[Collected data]
= Beginning of Section =
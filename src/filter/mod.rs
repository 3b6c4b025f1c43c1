//! Declarative record filtering.
//!
//! A [`FilterSpec`] is compiled from [`FilterClause`]s once per request.
//! Compilation checks field names and operand types, so a malformed filter
//! fails before any record is looked at. Clauses combine with AND; the
//! values of a set-membership clause combine with OR.

use crate::models::{Field, Record};
use crate::schema::parse_date;
use chrono::NaiveDate;
use serde::{Deserialize, Serialize};
use std::fmt;
use thiserror::Error;

/// Errors raised while building a filter.
#[derive(Debug, Clone, PartialEq, Error)]
pub enum FilterError {
    #[error("Unknown filter field: '{0}'")]
    UnknownField(String),

    #[error("Operator '{op}' is not supported on field '{field}'")]
    UnsupportedOperator { field: String, op: &'static str },

    #[error("Invalid operand for field '{field}': expected {expected}, got {got}")]
    OperandType {
        field: String,
        expected: &'static str,
        got: String,
    },

    #[error("Range on field '{0}' has its lower bound above its upper bound")]
    InvertedRange(String),

    #[error("Set filter on field '{0}' has no values")]
    EmptySet(String),

    #[error("Range on field '{0}' has neither a lower nor an upper bound")]
    UnboundedRange(String),
}

/// A literal used in a filter clause.
#[derive(Debug, Clone, PartialEq, Serialize, Deserialize)]
#[serde(untagged)]
pub enum Operand {
    Number(f64),
    Text(String),
}

impl fmt::Display for Operand {
    fn fmt(&self, f: &mut fmt::Formatter<'_>) -> fmt::Result {
        match self {
            Operand::Number(n) => write!(f, "{}", n),
            Operand::Text(s) => write!(f, "'{}'", s),
        }
    }
}

impl From<&str> for Operand {
    fn from(s: &str) -> Self {
        Operand::Text(s.to_string())
    }
}

impl From<f64> for Operand {
    fn from(n: f64) -> Self {
        Operand::Number(n)
    }
}

/// Predicate of a filter clause, as written by the caller.
#[derive(Debug, Clone, PartialEq, Serialize, Deserialize)]
#[serde(tag = "op", rename_all = "snake_case")]
pub enum Predicate {
    /// Inclusive range; a missing bound is open.
    Range {
        #[serde(default)]
        min: Option<Operand>,
        #[serde(default)]
        max: Option<Operand>,
    },
    /// Equality with a single value.
    Eq { value: Operand },
    /// Membership in a set of values.
    In { values: Vec<Operand> },
}

impl Predicate {
    fn op_name(&self) -> &'static str {
        match self {
            Predicate::Range { .. } => "range",
            Predicate::Eq { .. } => "eq",
            Predicate::In { .. } => "in",
        }
    }
}

/// A predicate bound to a field name.
///
/// Deserialization rejects unknown keys and keys that do not belong to the
/// clause's operator, e.g. `values` on an `eq` clause.
#[derive(Debug, Clone, PartialEq, Serialize, Deserialize)]
#[serde(try_from = "ClauseRepr")]
pub struct FilterClause {
    pub field: String,
    #[serde(flatten)]
    pub predicate: Predicate,
}

/// Wire form of a [`FilterClause`]; `flatten` cannot deny unknown keys.
#[derive(Deserialize)]
#[serde(deny_unknown_fields)]
struct ClauseRepr {
    field: String,
    op: String,
    #[serde(default)]
    min: Option<Operand>,
    #[serde(default)]
    max: Option<Operand>,
    #[serde(default)]
    value: Option<Operand>,
    #[serde(default)]
    values: Option<Vec<Operand>>,
}

impl TryFrom<ClauseRepr> for FilterClause {
    type Error = String;

    fn try_from(repr: ClauseRepr) -> Result<Self, Self::Error> {
        let stray = |keys: &[(&str, bool)]| match keys.iter().find(|(_, set)| *set) {
            Some((key, _)) => Err(format!(
                "key '{}' is not allowed on a '{}' filter for field '{}'",
                key, repr.op, repr.field
            )),
            None => Ok(()),
        };
        let missing = |key: &str| {
            format!(
                "'{}' filter for field '{}' needs '{}'",
                repr.op, repr.field, key
            )
        };

        let predicate = match repr.op.as_str() {
            "range" => {
                stray(&[("value", repr.value.is_some()), ("values", repr.values.is_some())])?;
                Predicate::Range {
                    min: repr.min.clone(),
                    max: repr.max.clone(),
                }
            }
            "eq" => {
                stray(&[
                    ("min", repr.min.is_some()),
                    ("max", repr.max.is_some()),
                    ("values", repr.values.is_some()),
                ])?;
                Predicate::Eq {
                    value: repr.value.clone().ok_or_else(|| missing("value"))?,
                }
            }
            "in" => {
                stray(&[
                    ("min", repr.min.is_some()),
                    ("max", repr.max.is_some()),
                    ("value", repr.value.is_some()),
                ])?;
                Predicate::In {
                    values: repr.values.clone().ok_or_else(|| missing("values"))?,
                }
            }
            other => {
                return Err(format!(
                    "unknown filter operator '{}', expected range, eq or in",
                    other
                ))
            }
        };

        Ok(FilterClause {
            field: repr.field,
            predicate,
        })
    }
}

impl FilterClause {
    pub fn range(field: &str, min: Option<Operand>, max: Option<Operand>) -> Self {
        Self {
            field: field.to_string(),
            predicate: Predicate::Range { min, max },
        }
    }

    pub fn eq(field: &str, value: impl Into<Operand>) -> Self {
        Self {
            field: field.to_string(),
            predicate: Predicate::Eq {
                value: value.into(),
            },
        }
    }

    pub fn one_of<V: Into<Operand>>(field: &str, values: impl IntoIterator<Item = V>) -> Self {
        Self {
            field: field.to_string(),
            predicate: Predicate::In {
                values: values.into_iter().map(Into::into).collect(),
            },
        }
    }
}

/// A clause checked against the field's type.
#[derive(Debug, Clone, PartialEq)]
enum Compiled {
    TextSet(Field, Vec<String>),
    DateRange(Option<NaiveDate>, Option<NaiveDate>),
    DateSet(Vec<NaiveDate>),
    NumberRange(Option<f64>, Option<f64>),
    NumberSet(Vec<f64>),
}

impl Compiled {
    fn matches(&self, record: &Record) -> bool {
        match self {
            Compiled::TextSet(field, allowed) => record
                .text(*field)
                .map_or(false, |v| allowed.iter().any(|a| a == v)),
            Compiled::DateRange(min, max) => {
                min.map_or(true, |m| record.timestamp >= m)
                    && max.map_or(true, |m| record.timestamp <= m)
            }
            Compiled::DateSet(dates) => dates.contains(&record.timestamp),
            Compiled::NumberRange(min, max) => {
                min.map_or(true, |m| record.value >= m) && max.map_or(true, |m| record.value <= m)
            }
            Compiled::NumberSet(values) => values.iter().any(|v| *v == record.value),
        }
    }
}

/// A validated set of filter predicates.
#[derive(Debug, Clone, Default, PartialEq)]
pub struct FilterSpec {
    clauses: Vec<Compiled>,
}

impl FilterSpec {
    /// Compile clauses into a filter, rejecting unknown fields and
    /// ill-typed operands.
    pub fn new(clauses: &[FilterClause]) -> Result<Self, FilterError> {
        let clauses = clauses
            .iter()
            .map(compile)
            .collect::<Result<Vec<_>, _>>()?;
        Ok(Self { clauses })
    }

    /// The filter that keeps every record.
    pub fn empty() -> Self {
        Self::default()
    }

    pub fn is_empty(&self) -> bool {
        self.clauses.is_empty()
    }

    pub fn len(&self) -> usize {
        self.clauses.len()
    }

    /// Whether a record satisfies every clause.
    pub fn matches(&self, record: &Record) -> bool {
        self.clauses.iter().all(|c| c.matches(record))
    }
}

/// Keep the records matching `spec`, in their original order.
pub fn apply(records: &[Record], spec: &FilterSpec) -> Vec<Record> {
    if spec.is_empty() {
        return records.to_vec();
    }
    records
        .iter()
        .filter(|r| spec.matches(r))
        .cloned()
        .collect()
}

fn compile(clause: &FilterClause) -> Result<Compiled, FilterError> {
    let field =
        Field::from_name(&clause.field).ok_or_else(|| FilterError::UnknownField(clause.field.clone()))?;

    match field {
        Field::SubjectId | Field::Category | Field::MetricName => compile_text(field, clause),
        Field::Timestamp => compile_date(field, clause),
        Field::Value => compile_number(field, clause),
    }
}

fn compile_text(field: Field, clause: &FilterClause) -> Result<Compiled, FilterError> {
    let values = match &clause.predicate {
        Predicate::Eq { value } => vec![value],
        Predicate::In { values } => non_empty(field, values)?.iter().collect(),
        Predicate::Range { .. } => {
            return Err(FilterError::UnsupportedOperator {
                field: field.to_string(),
                op: clause.predicate.op_name(),
            })
        }
    };

    let texts = values
        .into_iter()
        .map(|v| match v {
            Operand::Text(s) => Ok(s.clone()),
            other => Err(operand_error(field, "string", other)),
        })
        .collect::<Result<Vec<_>, _>>()?;

    Ok(Compiled::TextSet(field, texts))
}

fn compile_date(field: Field, clause: &FilterClause) -> Result<Compiled, FilterError> {
    let date = |op: &Operand| match op {
        Operand::Text(s) => parse_date(s).ok_or_else(|| operand_error(field, "date", op)),
        other => Err(operand_error(field, "date", other)),
    };

    match &clause.predicate {
        Predicate::Range { min, max } => {
            let min = min.as_ref().map(date).transpose()?;
            let max = max.as_ref().map(date).transpose()?;
            match (min, max) {
                (None, None) => return Err(FilterError::UnboundedRange(field.to_string())),
                (Some(lo), Some(hi)) if lo > hi => {
                    return Err(FilterError::InvertedRange(field.to_string()))
                }
                _ => {}
            }
            Ok(Compiled::DateRange(min, max))
        }
        Predicate::Eq { value } => Ok(Compiled::DateSet(vec![date(value)?])),
        Predicate::In { values } => Ok(Compiled::DateSet(
            non_empty(field, values)?
                .iter()
                .map(date)
                .collect::<Result<Vec<_>, _>>()?,
        )),
    }
}

fn compile_number(field: Field, clause: &FilterClause) -> Result<Compiled, FilterError> {
    let number = |op: &Operand| match op {
        Operand::Number(n) if n.is_finite() => Ok(*n),
        other => Err(operand_error(field, "finite number", other)),
    };

    match &clause.predicate {
        Predicate::Range { min, max } => {
            let min = min.as_ref().map(number).transpose()?;
            let max = max.as_ref().map(number).transpose()?;
            match (min, max) {
                (None, None) => return Err(FilterError::UnboundedRange(field.to_string())),
                (Some(lo), Some(hi)) if lo > hi => {
                    return Err(FilterError::InvertedRange(field.to_string()))
                }
                _ => {}
            }
            Ok(Compiled::NumberRange(min, max))
        }
        Predicate::Eq { value } => Ok(Compiled::NumberSet(vec![number(value)?])),
        Predicate::In { values } => Ok(Compiled::NumberSet(
            non_empty(field, values)?
                .iter()
                .map(number)
                .collect::<Result<Vec<_>, _>>()?,
        )),
    }
}

fn non_empty(field: Field, values: &[Operand]) -> Result<&[Operand], FilterError> {
    if values.is_empty() {
        Err(FilterError::EmptySet(field.to_string()))
    } else {
        Ok(values)
    }
}

fn operand_error(field: Field, expected: &'static str, got: &Operand) -> FilterError {
    FilterError::OperandType {
        field: field.to_string(),
        expected,
        got: got.to_string(),
    }
}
= End of Section =
Work to be completed: Among the lines of the records above, count those holding the string "UnsupportedOperator", and report only the number.

Exercise output: 2